Amerika’nın 1950’lerde ve 1960’larda eşit haklar için çalkantılı mücadelesi, olumlu yönde belirsiz bir değişim dalgası yarattı. Martin Luther King, Jr. ve Başkan John Kennedy gibi erkeklerin çalışmaları, bir milletin sivil adaletsizliğe son verme tutumunu değiştirdi. 1972 Eşit İstihdam Fırsatı Yasası, işte ayrımcılıkla ilgili konularda hesap verebilirliği zorunlu kılmıştır.

Tarihçe

1964 tarihli Medeni Haklar Yasası, Amerikalılara karşı dini tercih, yaş, cinsiyet ve ırk ile ilgili ayrımcılığın yasaklanmasını yasakladı. Yasanın VII. Başlığı, Eşit İstihdam Fırsatı Komisyonunu, EEOC'yi yarattı. Komisyona, işyerinde taciz ve ayrımcılıkla ilgili şikayetleri araştırmak ve arabuluculuk yapmakla görev verildi, ancak 1972 tarihli Eşit İstihdam Fırsatı Yasası geçinceye kadar, değişikliği uygulamada gerçek bir gücü yoktu.

Dava Gücü

1972'den önce, EEOC, sivil haklar grupları tarafından “dişsiz kaplan” olarak anılıyordu. Yasa, komisyonu federal mahkemede dava açması için yetkilendirdi. EEOC’ye göre, 1972’de yapılan değişiklikler komisyona idari bulgularını “destekleme” ve yargı yetkisini ve ajansın erişimini arttırma yetkisi verecek şekilde tasarlandı.

Yetki delegasyonu

1972'de EEOC bünyesinde, 50.000'den fazla vaka ile geri yüklenen dava yükünün hafifletilmesine yardımcı olmak için Bölge Müdürleri ve Bölge Müdürleri şubeleri kuruldu. Yasa, ofislere komisyonun emsal teşkil ettiği konularda “makul sebep” ve “makul sebep yok” belirleme mektupları verme yetkisi verdi, Komisyon emsali olmayan davaları çözme yetkisine sahipti.

Eşit Haklar Genişletildi

1972 Eşit Fırsat Kanunu, VII. Başlık yetkisini 10 milyon vatandaşa koruma sağlayan yerel, eyalet ve federal iş bulma kurumlarını kapsayacak şekilde genişletti.

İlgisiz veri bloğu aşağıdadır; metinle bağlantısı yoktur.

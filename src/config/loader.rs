//! Configuration loading from disk.

use std::fs;
use std::path::Path;

use crate::config::schema::Form2JsonConfig;
use crate::config::validation::{normalize_config, validate_config, ValidationError};

/// Error type for configuration loading.
#[derive(Debug, thiserror::Error)]
pub enum ConfigError {
    #[error("IO error: {0}")]
    Io(#[from] std::io::Error),

    #[error("Parse error: {0}")]
    Parse(#[from] toml::de::Error),

    #[error("Validation failed: {}", join(.0))]
    Validation(Vec<ValidationError>),
}

fn join(errors: &[ValidationError]) -> String {
    errors.iter().map(ToString::to_string).collect::<Vec<_>>().join(", ")
}

/// Load, normalize and validate configuration from a TOML file.
pub fn load_config(path: &Path) -> Result<Form2JsonConfig, ConfigError> {
    let content = fs::read_to_string(path)?;
    parse_config(&content)
}

/// Parse, normalize and validate configuration from TOML text.
pub fn parse_config(content: &str) -> Result<Form2JsonConfig, ConfigError> {
    let mut config: Form2JsonConfig = toml::from_str(content)?;

    normalize_config(&mut config);
    validate_config(&config).map_err(ConfigError::Validation)?;

    Ok(config)
}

Kanun, asgari çalışan sayısını 25'den 15'e düşürdü ve bir işverenin Başlık VII'ye tabi olmadan elinde tutabileceği. Mevzuat ayrıca eğitim kurumlarında eşit hakların korunmasını sağlamıştır.

Kadın hakları

1972 tarihli kanunun bir sonucu olarak, EEOC işyerinde kadın ve hamilelik konusundaki ilkelerini değiştirdi. İşverenlerin, kadınları hamilelik sırasında izinsiz kalma izni almaya zorlamalarını ya da hamile kalan çalışanları işten çıkarmalarını engelledi.